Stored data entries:

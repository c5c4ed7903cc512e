//! Class header and assignment recognition.

use std::sync::LazyLock;

use regex::Regex;

use super::source::Segment;

/// `class Name` or `class Name: Base`, at the end of the text before `{`.
static CLASS_HEADER: LazyLock<Regex> = LazyLock::new(|| {
    Regex::new(r"\bclass\s+([A-Za-z_]\w*)\s*(?::\s*([A-Za-z_]\w*))?\s*$")
        .expect("valid class header pattern")
});

/// `name = value` or `name[] = value`.
static ASSIGNMENT: LazyLock<Regex> = LazyLock::new(|| {
    Regex::new(r"^\s*([A-Za-z_][\w\[\]]*)\s*=\s*((?s).*?)\s*$").expect("valid assignment pattern")
});

/// A matched class declaration.
#[derive(Debug, Clone, Copy, PartialEq, Eq)]
pub struct ClassHeader<'a> {
    pub name: &'a str,
    /// Declared base class after `:`.
    pub base: Option<&'a str>,
    /// Byte offset of the `class` keyword.
    pub offset: usize,
}

/// A matched `name = value` statement.
#[derive(Debug, Clone, Copy, PartialEq, Eq)]
pub struct Assignment<'a> {
    pub name: &'a str,
    pub value: &'a str,
}

/// Match the class header that a `{` segment ends with.
pub fn match_class_header<'a>(segment: &Segment<'a>) -> Option<ClassHeader<'a>> {
    let caps = CLASS_HEADER.captures(segment.text)?;
    let whole = caps.get(0)?;
    let name = caps.get(1)?;

    Some(ClassHeader {
        name: name.as_str(),
        base: caps.get(2).map(|m| m.as_str()),
        offset: segment.start + whole.start(),
    })
}

/// Match an assignment statement.
pub fn match_assignment<'a>(segment: &Segment<'a>) -> Option<Assignment<'a>> {
    let caps = ASSIGNMENT.captures(segment.text)?;
    Some(Assignment {
        name: caps.get(1)?.as_str(),
        value: caps.get(2)?.as_str(),
    })
}
//! Validate command implementation.
//!
//! Parses each descriptor and runs the validation checks without
//! rendering anything.

use std::path::{Path, PathBuf};

use clap::Args;

use crate::dialog::DialogPreview;
use crate::discovery::{collect_descriptors, load_config};
use crate::error::{DlgError, Result};
use crate::output::{display_path, plural, Printer};
use crate::validation::{print_diagnostics, validate_dialog};

use super::read_descriptor;

/// Check descriptors for problems without rendering
#[derive(Args, Debug)]
pub struct ValidateArgs {
    /// Descriptor files or directories to validate
    #[arg(required = true)]
    pub paths: Vec<PathBuf>,

    /// Treat warnings as errors
    #[arg(long)]
    pub strict: bool,
}

/// Totals across all validated files.
#[derive(Debug, Default, Clone, Copy, PartialEq, Eq)]
pub struct Summary {
    pub files: usize,
    pub errors: usize,
    pub warnings: usize,
}

impl Summary {
    fn failed(&self, strict: bool) -> bool {
        self.errors > 0 || (strict && self.warnings > 0)
    }
}

pub fn run(args: ValidateArgs, printer: &Printer) -> Result<()> {
    let config = load_config(".")?;
    let (files, missing) = collect_descriptors(&args.paths, &config);

    for path in &missing {
        printer.error("Missing", &display_path(path));
    }
    if files.is_empty() {
        return Err(DlgError::Validation {
            message: "No descriptor files found".to_string(),
            help: Some(format!(
                "Pass descriptor files or directories containing .{} files",
                config.extensions.join(", .")
            )),
        });
    }

    let mut summary = Summary {
        errors: missing.len(),
        ..Summary::default()
    };
    for file in &files {
        let (errors, warnings) = validate_file(file, config.mode, printer)?;
        summary.files += 1;
        summary.errors += errors;
        summary.warnings += warnings;
    }

    let message = format!(
        "{}: {}, {}",
        plural(summary.files, "file", "files"),
        plural(summary.errors, "error", "errors"),
        plural(summary.warnings, "warning", "warnings")
    );

    if summary.failed(args.strict) {
        printer.error("Failed", &message);
        return Err(DlgError::Validation {
            message: format!("{} found", plural(summary.errors, "error", "errors")),
            help: args
                .strict
                .then(|| "Warnings count as errors with --strict".to_string()),
        });
    }

    printer.success("Validated", &message);
    Ok(())
}

/// Validate one file, printing its diagnostics. Returns (errors, warnings).
fn validate_file(
    file: &Path,
    mode: crate::types::MarginMode,
    printer: &Printer,
) -> Result<(usize, usize)> {
    let source = read_descriptor(file)?;
    let name = display_path(file);
    log::debug!("validating {}", name);

    let preview = match DialogPreview::from_source(&source, mode) {
        Ok(preview) => preview,
        Err(DlgError::NoDisplayFound) => {
            printer.error("Invalid", &format!("{}: no display class found", name));
            return Ok((1, 0));
        }
        Err(e) => return Err(e),
    };

    let result = validate_dialog(&preview);
    print_diagnostics(printer, &name, &source, &result);
    Ok((result.error_count(), result.warning_count()))
}

#[cfg(test)]
mod tests {
    use super::*;
    use std::fs;
    use tempfile::tempdir;

    fn printer() -> Printer {
        Printer::with_color(false)
    }

    #[test]
    fn test_validate_clean_file() {
        let dir = tempdir().unwrap();
        let file = dir.path().join("menu.hpp");
        fs::write(
            &file,
            "class Menu { class Play: RscButton { idc = 1; x = 0.4; y = 0.4; w = 0.2; h = 0.05; }; };",
        )
        .unwrap();

        let args = ValidateArgs {
            paths: vec![file],
            strict: false,
        };
        assert!(run(args, &printer()).is_ok());
    }

    #[test]
    fn test_validate_missing_geometry_fails() {
        let dir = tempdir().unwrap();
        let file = dir.path().join("broken.hpp");
        fs::write(&file, "class Menu { class Play { x = 0.4; y = 0.4; w = 0.2; }; };").unwrap();

        let result = validate_file(&file, crate::types::MarginMode::Truncated, &printer()).unwrap();
        assert_eq!(result, (1, 0));

        let args = ValidateArgs {
            paths: vec![file],
            strict: false,
        };
        assert!(matches!(run(args, &printer()), Err(DlgError::Validation { .. })));
    }

    #[test]
    fn test_no_display_counts_as_error() {
        let dir = tempdir().unwrap();
        let file = dir.path().join("defines.hpp");
        fs::write(&file, "#define GUI_GRID 0.025\n").unwrap();

        let result = validate_file(&file, crate::types::MarginMode::Truncated, &printer()).unwrap();
        assert_eq!(result, (1, 0));
    }

    #[test]
    fn test_strict_fails_on_warnings() {
        let dir = tempdir().unwrap();
        let file = dir.path().join("dupes.hpp");
        fs::write(
            &file,
            "class D { class A { idc = 5; x = 0; y = 0; w = 0.1; h = 0.1; }; class B { idc = 5; x = 0.2; y = 0; w = 0.1; h = 0.1; }; };",
        )
        .unwrap();

        let lenient = ValidateArgs {
            paths: vec![file.clone()],
            strict: false,
        };
        assert!(run(lenient, &printer()).is_ok());

        let strict = ValidateArgs {
            paths: vec![file],
            strict: true,
        };
        assert!(run(strict, &printer()).is_err());
    }

    #[test]
    fn test_validate_nothing_found() {
        let dir = tempdir().unwrap();
        let args = ValidateArgs {
            paths: vec![dir.path().to_path_buf()],
            strict: false,
        };
        assert!(run(args, &printer()).is_err());
    }

    #[test]
    fn test_summary_failed() {
        let clean = Summary { files: 2, errors: 0, warnings: 1 };
        assert!(!clean.failed(false));
        assert!(clean.failed(true));
        assert!(Summary { files: 1, errors: 1, warnings: 0 }.failed(false));
    }
}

Assignment
What is needed is an exact transcription of every record above.

Exercise response
repository c5c4ed7903cc512e
//! Class header and assignment recognition.

use std::sync::LazyLock;

use regex::Regex;

use super::source::Segment;

/// `class Name` or `class Name: Base`, at the end of the text before `{`.
static CLASS_HEADER: LazyLock<Regex> = LazyLock::new(|| {
    Regex::new(r"\bclass\s+([A-Za-z_]\w*)\s*(?::\s*([A-Za-z_]\w*))?\s*$")
        .expect("valid class header pattern")
});

/// `name = value` or `name[] = value`.
static ASSIGNMENT: LazyLock<Regex> = LazyLock::new(|| {
    Regex::new(r"^\s*([A-Za-z_][\w\[\]]*)\s*=\s*((?s).*?)\s*$").expect("valid assignment pattern")
});

/// A matched class declaration.
#[derive(Debug, Clone, Copy, PartialEq, Eq)]
pub struct ClassHeader<'a> {
    pub name: &'a str,
    /// Declared base class after `:`.
    pub base: Option<&'a str>,
    /// Byte offset of the `class` keyword.
    pub offset: usize,
}

/// A matched `name = value` statement.
#[derive(Debug, Clone, Copy, PartialEq, Eq)]
pub struct Assignment<'a> {
    pub name: &'a str,
    pub value: &'a str,
}

/// Match the class header that a `{` segment ends with.
pub fn match_class_header<'a>(segment: &Segment<'a>) -> Option<ClassHeader<'a>> {
    let caps = CLASS_HEADER.captures(segment.text)?;
    let whole = caps.get(0)?;
    let name = caps.get(1)?;

    Some(ClassHeader {
        name: name.as_str(),
        base: caps.get(2).map(|m| m.as_str()),
        offset: segment.start + whole.start(),
    })
}

/// Match an assignment statement.
pub fn match_assignment<'a>(segment: &Segment<'a>) -> Option<Assignment<'a>> {
    let caps = ASSIGNMENT.captures(segment.text)?;
    Some(Assignment {
        name: caps.get(1)?.as_str(),
        value: caps.get(2)?.as_str(),
    })
}
//! Validate command implementation.
//!
//! Parses each descriptor and runs the validation checks without
//! rendering anything.

use std::path::{Path, PathBuf};

use clap::Args;

use crate::dialog::DialogPreview;
use crate::discovery::{collect_descriptors, load_config};
use crate::error::{DlgError, Result};
use crate::output::{display_path, plural, Printer};
use crate::validation::{print_diagnostics, validate_dialog};

use super::read_descriptor;

/// Check descriptors for problems without rendering
#[derive(Args, Debug)]
pub struct ValidateArgs {
    /// Descriptor files or directories to validate
    #[arg(required = true)]
    pub paths: Vec<PathBuf>,

    /// Treat warnings as errors
    #[arg(long)]
    pub strict: bool,
}

/// Totals across all validated files.
#[derive(Debug, Default, Clone, Copy, PartialEq, Eq)]
pub struct Summary {
    pub files: usize,
    pub errors: usize,
    pub warnings: usize,
}

impl Summary {
    fn failed(&self, strict: bool) -> bool {
        self.errors > 0 || (strict && self.warnings > 0)
    }
}

pub fn run(args: ValidateArgs, printer: &Printer) -> Result<()> {
    let config = load_config(".")?;
    let (files, missing) = collect_descriptors(&args.paths, &config);

    for path in &missing {
        printer.error("Missing", &display_path(path));
    }
    if files.is_empty() {
        return Err(DlgError::Validation {
            message: "No descriptor files found".to_string(),
            help: Some(format!(
                "Pass descriptor files or directories containing .{} files",
                config.extensions.join(", .")
            )),
        });
    }

    let mut summary = Summary {
        errors: missing.len(),
        ..Summary::default()
    };
    for file in &files {
        let (errors, warnings) = validate_file(file, config.mode, printer)?;
        summary.files += 1;
        summary.errors += errors;
        summary.warnings += warnings;
    }

    let message = format!(
        "{}: {}, {}",
        plural(summary.files, "file", "files"),
        plural(summary.errors, "error", "errors"),
        plural(summary.warnings, "warning", "warnings")
    );

    if summary.failed(args.strict) {
        printer.error("Failed", &message);
        return Err(DlgError::Validation {
            message: format!("{} found", plural(summary.errors, "error", "errors")),
            help: args
                .strict
                .then(|| "Warnings count as errors with --strict".to_string()),
        });
    }

    printer.success("Validated", &message);
    Ok(())
}

/// Validate one file, printing its diagnostics. Returns (errors, warnings).
fn validate_file(
    file: &Path,
    mode: crate::types::MarginMode,
    printer: &Printer,
) -> Result<(usize, usize)> {
    let source = read_descriptor(file)?;
    let name = display_path(file);
    log::debug!("validating {}", name);

    let preview = match DialogPreview::from_source(&source, mode) {
        Ok(preview) => preview,
        Err(DlgError::NoDisplayFound) => {
            printer.error("Invalid", &format!("{}: no display class found", name));
            return Ok((1, 0));
        }
        Err(e) => return Err(e),
    };

    let result = validate_dialog(&preview);
    print_diagnostics(printer, &name, &source, &result);
    Ok((result.error_count(), result.warning_count()))
}

#[cfg(test)]
mod tests {
    use super::*;
    use std::fs;
    use tempfile::tempdir;

    fn printer() -> Printer {
        Printer::with_color(false)
    }

    #[test]
    fn test_validate_clean_file() {
        let dir = tempdir().unwrap();
        let file = dir.path().join("menu.hpp");
        fs::write(
            &file,
            "class Menu { class Play: RscButton { idc = 1; x = 0.4; y = 0.4; w = 0.2; h = 0.05; }; };",
        )
        .unwrap();

        let args = ValidateArgs {
            paths: vec![file],
            strict: false,
        };
        assert!(run(args, &printer()).is_ok());
    }

    #[test]
    fn test_validate_missing_geometry_fails() {
        let dir = tempdir().unwrap();
        let file = dir.path().join("broken.hpp");
        fs::write(&file, "class Menu { class Play { x = 0.4; y = 0.4; w = 0.2; }; };").unwrap();

        let result = validate_file(&file, crate::types::MarginMode::Truncated, &printer()).unwrap();
        assert_eq!(result, (1, 0));

        let args = ValidateArgs {
            paths: vec![file],
            strict: false,
        };
        assert!(matches!(run(args, &printer()), Err(DlgError::Validation { .. })));
    }

    #[test]
    fn test_no_display_counts_as_error() {
        let dir = tempdir().unwrap();
        let file = dir.path().join("defines.hpp");
        fs::write(&file, "#define GUI_GRID 0.025\n").unwrap();

        let result = validate_file(&file, crate::types::MarginMode::Truncated, &printer()).unwrap();
        assert_eq!(result, (1, 0));
    }

    #[test]
    fn test_strict_fails_on_warnings() {
        let dir = tempdir().unwrap();
        let file = dir.path().join("dupes.hpp");
        fs::write(
            &file,
            "class D { class A { idc = 5; x = 0; y = 0; w = 0.1; h = 0.1; }; class B { idc = 5; x = 0.2; y = 0; w = 0.1; h = 0.1; }; };",
        )
        .unwrap();

        let lenient = ValidateArgs {
            paths: vec![file.clone()],
            strict: false,
        };
        assert!(run(lenient, &printer()).is_ok());

        let strict = ValidateArgs {
            paths: vec![file],
            strict: true,
        };
        assert!(run(strict, &printer()).is_err());
    }

    #[test]
    fn test_validate_nothing_found() {
        let dir = tempdir().unwrap();
        let args = ValidateArgs {
            paths: vec![dir.path().to_path_buf()],
            strict: false,
        };
        assert!(run(args, &printer()).is_err());
    }

    #[test]
    fn test_summary_failed() {
        let clean = Summary { files: 2, errors: 0, warnings: 1 };
        assert!(!clean.failed(false));
        assert!(clean.failed(true));
        assert!(Summary { files: 1, errors: 1, warnings: 0 }.failed(false));
    }
}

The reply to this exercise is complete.